Concealment and Deceit

These are specific forms of disability.  A doctor delivers a baby and causes a brain injury; he knows that he can be sued.  So, he alters the medical records, deletes references to what happened, and

deliberately misleads the parents into thinking their child was brain damaged for some other reason.

You can understand the doctor’s feelings, even if you cannot sympathize with his actions.  It is a temptation to head off a major lawsuit that will cause his medical malpractice insurance premiums to skyrocket, just by making a few judicious entries in the medical records and some soothing statements to the parents.  Or, a doctor sews up an instrument inside a patient and when asked about it lies and says that all the instruments were accounted for, hoping to string the patient along until the time limit for a medical malpractice lawsuit has run out.

These actions would toll the statute of limitations until the concealment or deceit is discovered.  However, the doctor has to do more than just keep quiet and not volunteer any information.  No doctor is going to come right out and tell you that he committed medical malpractice.

You have to show there was active and deliberate concealment or deceit by the doctor or the hospital, and that it was designed to keep you from learning you had been the victim of malpractice.  Failure to tell you, or giving you an explanation that makes him look good, is not sufficient reason to sue.  The doctor has to actually try to mislead or deceive you by altering medical records, lying about what happened, or otherwise falsifying the information you receive.

Foreign Object

This means that some foreign object, a sponge or surgical instrument, was closed up inside your body without you knowing it.  The clock does not start running until you detect it or should have detected it.  For example, a surgical clamp or needle can stay inside your body for years without causing any trouble that would alert you to the fact it is there.  A broken surgical needle can migrate around your chest or abdomen for years and cause strange symptoms without the victim realizing what is causing them.  On the other hand, a gauze sponge in your abdomen, or dye injected into your spinal column, will probably cause a lot of trouble almost immediately.

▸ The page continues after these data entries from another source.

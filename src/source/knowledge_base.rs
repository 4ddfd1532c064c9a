//! Knowledge base document shape (Source B)
//!
//! Flatter than the catalog, but broader: pests, diseases, nutrient
//! preferences, and both interaction directions are declared here.

use super::RawSeasonality;
use serde::{Deserialize, Serialize};

/// One knowledge base record.
#[derive(Debug, Clone, Default, Serialize, Deserialize)]
pub struct KbPlant {
    /// Identity key. Records without one are skipped at merge time.
    #[serde(default, skip_serializing_if = "Option::is_none")]
    pub plant_id: Option<String>,
    #[serde(default, skip_serializing_if = "Option::is_none")]
    pub common_name: Option<String>,
    #[serde(default, skip_serializing_if = "Option::is_none")]
    pub scientific_name: Option<String>,
    #[serde(default, skip_serializing_if = "Option::is_none")]
    pub family: Option<String>,
    /// Catalog calls this `plant_type`.
    #[serde(rename = "type", default, skip_serializing_if = "Option::is_none")]
    pub plant_type: Option<String>,
    #[serde(default, skip_serializing_if = "Option::is_none")]
    pub life_cycle: Option<String>,
    #[serde(default, skip_serializing_if = "Option::is_none")]
    pub notes: Option<String>,
    #[serde(default, skip_serializing_if = "Option::is_none")]
    pub sunlight: Option<String>,
    #[serde(default, skip_serializing_if = "Option::is_none")]
    pub water_requirements: Option<String>,
    #[serde(default, skip_serializing_if = "Option::is_none")]
    pub soil_ph: Option<String>,
    #[serde(default, skip_serializing_if = "Vec::is_empty")]
    pub soil_type: Vec<String>,
    #[serde(default, skip_serializing_if = "Vec::is_empty")]
    pub companion_plants: Vec<String>,
    #[serde(default, skip_serializing_if = "Vec::is_empty")]
    pub incompatible_plants: Vec<String>,
    #[serde(default, skip_serializing_if = "RawSeasonality::is_empty")]
    pub seasonality: RawSeasonality,
    #[serde(default, skip_serializing_if = "Vec::is_empty")]
    pub common_pests: Vec<String>,
    #[serde(default, skip_serializing_if = "Vec::is_empty")]
    pub common_diseases: Vec<String>,
    #[serde(default, skip_serializing_if = "Vec::is_empty")]
    pub nutrient_preferences: Vec<String>,
    /// Plain stage names, no durations; loses to catalog stages wholesale.
    #[serde(default, skip_serializing_if = "Vec::is_empty")]
    pub growth_stage: Vec<String>,
}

In a New Hampshire case, the doctors committed medical malpractice by failing to deliver the entire placenta after the birth of a baby.  That resulted in the patient having to undergo a hysterectomy.  The doctors committed further malpractice by sewing up a gauze sponge inside the patient.  The sponge caused serious infections over the next two or three years, but the same doctors, still treating her, either did not know or did not tell her what it was.  She finally became so ill that she went to a hospital in Boston where the sponge was found and removed.  But, by that time, it was too late, and she died leaving three orphans.

When her family filed a

lawsuit, the doctors’ lawyers claimed the case was over the time limit, because the deceased lady and her family should have known something was wrong much earlier.  But, the court held that her confidence in her doctors meant that the statute of limitations was tolled until the sponge was discovered and removed in Boston.  If the doctors had advised doing an exploratory operation to find the cause of the trouble, and she had ignored that advice for more than two years, it might have been a different story.

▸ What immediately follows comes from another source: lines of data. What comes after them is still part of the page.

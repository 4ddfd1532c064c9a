//! Relational schema for the plant knowledge base
//!
//! One plant row per canonical entity, with requirement, soil type,
//! growth stage, interaction, seasonality, pest, disease and nutrient
//! relations hanging off it. All creation is `IF NOT EXISTS` and safe to
//! run repeatedly.

use crate::Result;
use sqlx::SqlitePool;

/// Tables in child-first order, used when clearing the store.
pub const TABLES_CHILD_FIRST: [&str; 9] = [
    "plant_requirements",
    "plant_soil_types",
    "plant_growth_stages",
    "plant_interactions",
    "plant_seasonality",
    "plant_pests",
    "plant_diseases",
    "plant_nutrients",
    "plants",
];

/// Create the full schema if it does not exist yet.
pub async fn create_all_tables(pool: &SqlitePool) -> Result<()> {
    create_plants_table(pool).await?;
    create_requirements_table(pool).await?;
    create_soil_types_table(pool).await?;
    create_growth_stages_table(pool).await?;
    create_interactions_table(pool).await?;
    create_seasonality_table(pool).await?;
    create_name_set_table(pool, "plant_pests").await?;
    create_name_set_table(pool, "plant_diseases").await?;
    create_name_set_table(pool, "plant_nutrients").await?;
    Ok(())
}

async fn create_plants_table(pool: &SqlitePool) -> Result<()> {
    sqlx::query(
        r#"
        CREATE TABLE IF NOT EXISTS plants (
            plant_id TEXT PRIMARY KEY,
            common_name TEXT NOT NULL,
            scientific_name TEXT,
            family TEXT,
            plant_type TEXT,
            life_cycle TEXT,
            notes TEXT NOT NULL DEFAULT ''
        )
        "#,
    )
    .execute(pool)
    .await?;

    sqlx::query("CREATE INDEX IF NOT EXISTS idx_plants_family ON plants(family)")
        .execute(pool)
        .await?;

    Ok(())
}

async fn create_requirements_table(pool: &SqlitePool) -> Result<()> {
    sqlx::query(
        r#"
        CREATE TABLE IF NOT EXISTS plant_requirements (
            plant_id TEXT PRIMARY KEY REFERENCES plants(plant_id) ON DELETE CASCADE,
            sunlight TEXT,
            water_requirements TEXT,
            soil_ph TEXT
        )
        "#,
    )
    .execute(pool)
    .await?;

    Ok(())
}

async fn create_soil_types_table(pool: &SqlitePool) -> Result<()> {
    sqlx::query(
        r#"
        CREATE TABLE IF NOT EXISTS plant_soil_types (
            plant_id TEXT NOT NULL REFERENCES plants(plant_id) ON DELETE CASCADE,
            soil_type TEXT NOT NULL,
            PRIMARY KEY (plant_id, soil_type)
        )
        "#,
    )
    .execute(pool)
    .await?;

    Ok(())
}

async fn create_growth_stages_table(pool: &SqlitePool) -> Result<()> {
    sqlx::query(
        r#"
        CREATE TABLE IF NOT EXISTS plant_growth_stages (
            plant_id TEXT NOT NULL REFERENCES plants(plant_id) ON DELETE CASCADE,
            stage_order INTEGER NOT NULL,
            name TEXT NOT NULL,
            duration_days INTEGER,
            water_interval_days INTEGER,
            PRIMARY KEY (plant_id, stage_order),
            CHECK (stage_order >= 0),
            CHECK (duration_days IS NULL OR duration_days > 0),
            CHECK (water_interval_days IS NULL OR water_interval_days > 0)
        )
        "#,
    )
    .execute(pool)
    .await?;

    Ok(())
}

async fn create_interactions_table(pool: &SqlitePool) -> Result<()> {
    // Canonical pair ordering: plant_a <= plant_b, so reciprocal
    // declarations collapse to one row
    sqlx::query(
        r#"
        CREATE TABLE IF NOT EXISTS plant_interactions (
            plant_a TEXT NOT NULL REFERENCES plants(plant_id) ON DELETE CASCADE,
            plant_b TEXT NOT NULL REFERENCES plants(plant_id) ON DELETE CASCADE,
            type TEXT NOT NULL CHECK (type IN ('companion', 'incompatible')),
            PRIMARY KEY (plant_a, plant_b, type),
            CHECK (plant_a <= plant_b)
        )
        "#,
    )
    .execute(pool)
    .await?;

    sqlx::query("CREATE INDEX IF NOT EXISTS idx_interactions_b ON plant_interactions(plant_b)")
        .execute(pool)
        .await?;

    Ok(())
}

async fn create_seasonality_table(pool: &SqlitePool) -> Result<()> {
    sqlx::query(
        r#"
        CREATE TABLE IF NOT EXISTS plant_seasonality (
            plant_id TEXT NOT NULL REFERENCES plants(plant_id) ON DELETE CASCADE,
            activity TEXT NOT NULL CHECK (activity IN ('sowing', 'harvest')),
            start_month INTEGER NOT NULL CHECK (start_month BETWEEN 1 AND 12),
            end_month INTEGER NOT NULL CHECK (end_month BETWEEN 1 AND 12)
        )
        "#,
    )
    .execute(pool)
    .await?;

    sqlx::query(
        "CREATE INDEX IF NOT EXISTS idx_seasonality_plant ON plant_seasonality(plant_id, activity)",
    )
    .execute(pool)
    .await?;

    Ok(())
}

/// The pest, disease and nutrient relations share one shape: an
/// unordered set of names per plant.
async fn create_name_set_table(pool: &SqlitePool, table: &str) -> Result<()> {
    let ddl = format!(
        r#"
        CREATE TABLE IF NOT EXISTS {table} (
            plant_id TEXT NOT NULL REFERENCES plants(plant_id) ON DELETE CASCADE,
            name TEXT NOT NULL,
            PRIMARY KEY (plant_id, name)
        )
        "#
    );
    sqlx::query(&ddl).execute(pool).await?;

    Ok(())
}
//! Month digest over the normalized store
//!
//! Read-only reporting: for a query month, which plants have an active
//! sowing or harvest window, whether that window is in its last month
//! (expiring), and whether it is a true range (peak) rather than a
//! single-month spike.

use crate::seasonality::{Activity, SeasonWindow};
use crate::{months, Result};
use sqlx::SqlitePool;
use std::fmt::Write as _;

/// One active window for the query month.
#[derive(Debug, Clone, PartialEq, Eq)]
pub struct ReportEntry {
    pub plant_id: String,
    pub common_name: String,
    pub activity: Activity,
    pub window: SeasonWindow,
    pub expiring: bool,
    pub peak: bool,
}

/// Collect every (plant, activity) window active in `month`, in plant
/// primary key order.
pub async fn month_report(pool: &SqlitePool, month: u8) -> Result<Vec<ReportEntry>> {
    let rows = sqlx::query_as::<_, (String, String, String, i64, i64)>(
        r#"
        SELECT s.plant_id, p.common_name, s.activity, s.start_month, s.end_month
        FROM plant_seasonality s
        JOIN plants p ON p.plant_id = s.plant_id
        ORDER BY s.plant_id, s.activity, s.rowid
        "#,
    )
    .fetch_all(pool)
    .await?;

    let mut entries = Vec::new();
    for (plant_id, common_name, activity, start_month, end_month) in rows {
        let Some(activity) = Activity::parse(&activity) else {
            continue;
        };
        let Some(window) = SeasonWindow::new(start_month as u8, end_month as u8) else {
            continue;
        };
        if !window.is_active(month) {
            continue;
        }
        entries.push(ReportEntry {
            plant_id,
            common_name,
            activity,
            expiring: window.is_expiring(month),
            peak: window.is_peak(),
            window,
        });
    }

    Ok(entries)
}

/// Render a digest as human-readable lines.
pub fn render(month: u8, entries: &[ReportEntry]) -> String {
    let mut out = String::new();
    let month_name = months::decode(month as i64).unwrap_or("?");
    let _ = writeln!(out, "Activity for {month_name}:");

    if entries.is_empty() {
        let _ = writeln!(out, "  (nothing active this month)");
        return out;
    }

    for entry in entries {
        let range = format!(
            "{}..{}",
            months::decode_or_empty(entry.window.start_month as i64),
            months::decode_or_empty(entry.window.end_month as i64),
        );
        let mut tags = Vec::new();
        if entry.peak {
            tags.push("peak");
        }
        if entry.expiring {
            tags.push("expiring");
        }
        let tags = if tags.is_empty() {
            String::new()
        } else {
            format!(" [{}]", tags.join(", "))
        };
        let _ = writeln!(
            out,
            "  {} - {} ({}){}",
            entry.common_name, entry.activity, range, tags
        );
    }

    out
}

The Rule Is: No patient can be criticized for continuing to have blind faith in a doctor even though he or she may have serious doubts about the doctor’s competence or performance.  It is not a defense to a charge of medical malpractice, to say the patient should have suspected something was wrong and consulted another doctor.  The doctor is the expert; it is his or her duty to refer the patient to another doctor, if referral is indicated.